10 thoughts on “Grocery Budgeting, 101: The Basics

  1. I always do great until the last week of the month, and then it seems like we always run out of milk or ate all the leftovers 2 nights ago.

    I had to buy milk today, above my budget, and almost bought something to make for dinner too, since the pickings are slim, when I realized I had everything to make jambalaya. Phew.

    Except I still need dinner for tomorrow… 🙂

    1. Katie, I’m the exact same. Last week, I’m grumpy (b/c of limited budget) and scraping together the most bizarre meals. And then the day after payday I blow cash on a “nice” (i.e., $8-10) bottle of wine to balance out the week ; )

  2. I’d have to carry a calculator with me at the store. (Or else leave my husband at home; he loves to grocery shop, always finds “deals” and has tons of suggestion–they just don’t jibe with mine.) I’ll try cash.

    1. Actually, a calculator at the store isn’t a bad idea ; ) I’ve been known to pull out the calc on my smartphone!

  3. We meal plan and pay cash. I feel like getting a tattoo on my forehead for the SuperTarget checkout: “No, I don’t want your 5% back credit card. Ever.”

    The prioritizing changes, though, with our budget. If I have the opportunity to buy organic or local at a decent deal, I will stock up.
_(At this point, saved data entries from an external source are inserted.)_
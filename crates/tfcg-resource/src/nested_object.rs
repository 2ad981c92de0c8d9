use tfcg_core::spec::{
    self, AssociatedExternalType, CustomPlanModifier, CustomType, CustomValidator,
};

use crate::attributes::Attributes;
use crate::blocks::Blocks;
use crate::conversion::{CollectionKind, ConversionPlan, ExternalTypeNames};
use crate::custom_type::{self, ValueField};
use crate::error::{GeneratorError, UnimplementedError};
use crate::facets::{
    DefaultValue, NodeFacets, custom_plan_modifiers, custom_type_imports, custom_validators,
    default_imports, hook_imports,
};
use crate::fragments::{SchemaWriter, children_fragment};
use crate::identifier::FrameworkIdentifier;
use crate::imports::{ATTR_IMPORT, Imports, custom_type_value_imports, external_type_imports};
use crate::model::ModelField;
use crate::node::SchemaNode;

/// The object inside a list, map, or set nested attribute or block.
pub(crate) trait NestedObject {
    /// `"NestedAttributeObject"` or `"NestedBlockObject"`.
    const KIND: &'static str;

    fn shape(&self) -> ObjectShape<'_>;

    fn plan_modifiers(&self) -> &[CustomPlanModifier];

    fn validators(&self) -> &[CustomValidator];

    fn imports(&self) -> Imports {
        self.shape()
            .imports(hook_imports(self.plan_modifiers(), self.validators()))
    }

    /// The `\nNestedObject: schema.<Kind>{...},` fragment. `CustomType` is always present,
    /// even for an object without attributes or blocks.
    fn schema_fragment(&self, name: &FrameworkIdentifier) -> Result<String, GeneratorError> {
        let shape = self.shape();
        let mut writer = SchemaWriter::nested("NestedObject", Self::KIND);
        writer
            .fragment(&shape.children_fragments()?)
            .custom_type(Some(&shape.custom_type_expr(name)))
            .plan_modifiers("Object", self.plan_modifiers())
            .validators("Object", self.validators());
        Ok(writer.finish())
    }

    fn custom_type_and_value(
        &self,
        name: &FrameworkIdentifier,
    ) -> Result<Vec<String>, GeneratorError> {
        self.shape().custom_type_and_value(name)
    }

    fn to_from_functions(&self, name: &FrameworkIdentifier) -> Result<Vec<String>, GeneratorError> {
        self.shape().to_from_functions(name)
    }
}

/// The object carried by a list, map, or set nested attribute.
#[derive(Debug, Clone, Default, PartialEq)]
pub struct NestedAttributeObject {
    pub attributes: Attributes,
    pub custom_type: Option<CustomType>,
    pub associated_external_type: Option<AssociatedExternalType>,
    pub plan_modifiers: Vec<CustomPlanModifier>,
    pub validators: Vec<CustomValidator>,
}

impl NestedAttributeObject {
    pub fn from_spec(spec: &spec::NestedAttributeObject) -> Result<Self, GeneratorError> {
        Ok(Self {
            attributes: Attributes::from_specs(&spec.attributes)?,
            custom_type: spec.custom_type.clone(),
            associated_external_type: spec.associated_external_type.clone(),
            plan_modifiers: custom_plan_modifiers(&spec.plan_modifiers),
            validators: custom_validators(&spec.validators),
        })
    }
}

impl NestedObject for NestedAttributeObject {
    const KIND: &'static str = "NestedAttributeObject";

    fn shape(&self) -> ObjectShape<'_> {
        ObjectShape {
            attributes: &self.attributes,
            blocks: None,
            custom_type: self.custom_type.as_ref(),
            external_type: self.associated_external_type.as_ref(),
        }
    }

    fn plan_modifiers(&self) -> &[CustomPlanModifier] {
        &self.plan_modifiers
    }

    fn validators(&self) -> &[CustomValidator] {
        &self.validators
    }
}
use tfcg_core::spec::CustomType;

use crate::identifier::FrameworkIdentifier;

/// A field of the generated `<Resource>Model` struct.
#[derive(Debug, Clone, PartialEq, Eq)]
pub struct ModelField {
    pub name: String,
    pub tfsdk_name: String,
    pub value_type: String,
}

impl ModelField {
    pub fn new(name: &FrameworkIdentifier, value_type: impl Into<String>) -> Self {
        Self {
            name: name.to_pascal_case(),
            tfsdk_name: name.as_str().to_string(),
            value_type: value_type.into(),
        }
    }

    /// Resolve the value type: explicit custom type, then the generated `<Name>Value`
    /// when an external type is associated, then the kind default.
    pub fn resolve(
        name: &FrameworkIdentifier,
        custom_type: Option<&CustomType>,
        has_external_type: bool,
        default_value_type: &str,
    ) -> Self {
        let value_type = match custom_type {
            Some(custom) => custom.value_type.clone(),
            None if has_external_type => name.value_name(),
            None => default_value_type.to_string(),
        };
        Self::new(name, value_type)
    }

    /// `Name types.String `tfsdk:"name"``
    pub fn to_go(&self) -> String {
        format!(
            "{} {} `tfsdk:\"{}\"`",
            self.name, self.value_type, self.tfsdk_name
        )
    }
}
We usually have enough cushion built into our budget that I can do that. The hard part, which you alluded to, is when you and the other members of your family aren’t on the same page about what’s a priority. Mike couldn’t give a hoot about local meat or organic produce, so he would view me making these items a priority, no matter what the price, in our grocery budget as irresponsible. So I compromise, trying to buy as much fresh food as possible, which is kind of the middle ground between buying local and organic versus just sticking to processed stuff.
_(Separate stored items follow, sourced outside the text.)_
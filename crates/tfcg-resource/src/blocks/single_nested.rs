use tfcg_core::spec::{self, AssociatedExternalType};

use crate::attributes::Attributes;
use crate::blocks::Blocks;
use crate::conversion::ConversionPlan;
use crate::custom_type;
use crate::error::{GeneratorError, UnimplementedError};
use crate::facets::{NodeFacets, hook_imports};
use crate::fragments::SchemaWriter;
use crate::identifier::FrameworkIdentifier;
use crate::imports::Imports;
use crate::model::ModelField;
use crate::nested_object::ObjectShape;
use crate::node::SchemaNode;

/// `schema.SingleNestedBlock`: a singleton section holding attributes and further blocks.
#[derive(Debug, Clone, PartialEq)]
pub struct SingleNestedBlock {
    pub facets: NodeFacets,
    pub attributes: Attributes,
    pub blocks: Blocks,
    pub associated_external_type: Option<AssociatedExternalType>,
}

impl SingleNestedBlock {
    pub fn from_spec(spec: Option<&spec::SingleNestedBlock>) -> Result<Self, GeneratorError> {
        let spec = spec.ok_or(GeneratorError::NilSpec("SingleNestedBlock"))?;
        Ok(Self {
            facets: NodeFacets::from_block(&spec.common),
            attributes: Attributes::from_specs(&spec.attributes)?,
            blocks: Blocks::from_specs(&spec.blocks)?,
            associated_external_type: spec.associated_external_type.clone(),
        })
    }

    fn shape(&self) -> ObjectShape<'_> {
        ObjectShape {
            attributes: &self.attributes,
            blocks: Some(&self.blocks),
            custom_type: self.facets.custom_type.as_ref(),
            external_type: self.associated_external_type.as_ref(),
        }
    }

    pub fn custom_type_and_value(
        &self,
        name: &FrameworkIdentifier,
    ) -> Result<Vec<String>, GeneratorError> {
        self.shape().custom_type_and_value(name)
    }

    pub fn to_from_functions(&self, name: &FrameworkIdentifier) -> Result<Vec<String>, GeneratorError> {
        self.shape().to_from_functions(name)
    }
}

impl SchemaNode for SingleNestedBlock {
    fn imports(&self) -> Imports {
        self.shape()
            .imports(hook_imports(&self.facets.plan_modifiers, &self.facets.validators))
    }

    fn schema(&self, name: &FrameworkIdentifier) -> Result<String, GeneratorError> {
        let shape = self.shape();
        let custom_type = shape.custom_type_expr(name);
        let mut writer = SchemaWriter::new(name, "SingleNestedBlock");
        writer
            .facets(&self.facets, Some(&custom_type), "Object")
            .fragment(&shape.children_fragments()?);
        Ok(writer.finish())
    }

    fn model_field(&self, name: &FrameworkIdentifier) -> ModelField {
        ModelField::resolve(
            name,
            self.facets.custom_type.as_ref(),
            self.associated_external_type.is_some(),
            &name.value_name(),
        )
    }

    fn attr_type(&self, name: &FrameworkIdentifier) -> String {
        match &self.facets.custom_type {
            Some(custom) => custom.type_.clone(),
            None => custom_type::synthesized_attr_type(name),
        }
    }

    fn attr_value(&self, name: &FrameworkIdentifier) -> String {
        self.shape().value_name(name)
    }

    fn to_conversion(&self, name: &FrameworkIdentifier) -> Result<ConversionPlan, GeneratorError> {
        Err(UnimplementedError::new(format!("conversion of single-nested block {name}")).into())
    }

    fn from_conversion(
        &self,
        name: &FrameworkIdentifier,
    ) -> Result<ConversionPlan, GeneratorError> {
        Err(UnimplementedError::new(format!("conversion of single-nested block {name}")).into())
    }
}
    Have you ever checked out the “Dinner: a Love Story” blog or cookbook? Jenny from DALS has kept a similar dinner notebook for years and years.

    1. Totally agree re: Target sales pitch. Good grief.

      I have read that blog — I think originally per your suggestion. It’s fantastic!

  4. This post hits on my biggest helper for sticking to the budget: menu-planning. I use Cozi (a free online app that syncs to our phones and that we can access from work computers). I plan the meals there and make a grocery list – then my husband executes it. If I forget to put something on the list, I can add it from anywhere – even if he’s out shopping – because it pushes to his phone.

    This works perfectly for us b/c I am the one who cares about food – I will totally stray from the list. But he sticks to it exactly and usually stays within our budget. In fact, he gets crabby when I go with him because we always spend so much more. =) It also helps keep us from eating out as much. If I have something planned, I’m not stuck for a dinner idea. Plus I can’t stand to let the food we’ve already bought go to waste.

    1. Ok, that’s so good to know — I’ve not heard of this app, and Tim is always complaining that he can’t put his entries into the perpetual grocery from his phone. I’m downloading Cozi tonight!

  5. I have just recently started menu planning by the month instead of the week. 6 meals * 4 weeks. Felt overwhelming at first but really that’s a list of 4 chicken, 4 beef/lamb, 4 soups, 4 fish, and 8 meatless, and that’s my month. I’m finding it to be more flexible for things like stock up deals. If I find great ingredients on sale for something in the 3rd week, I just switch that recipe out with something in the first and I don’t miss out on the good deal.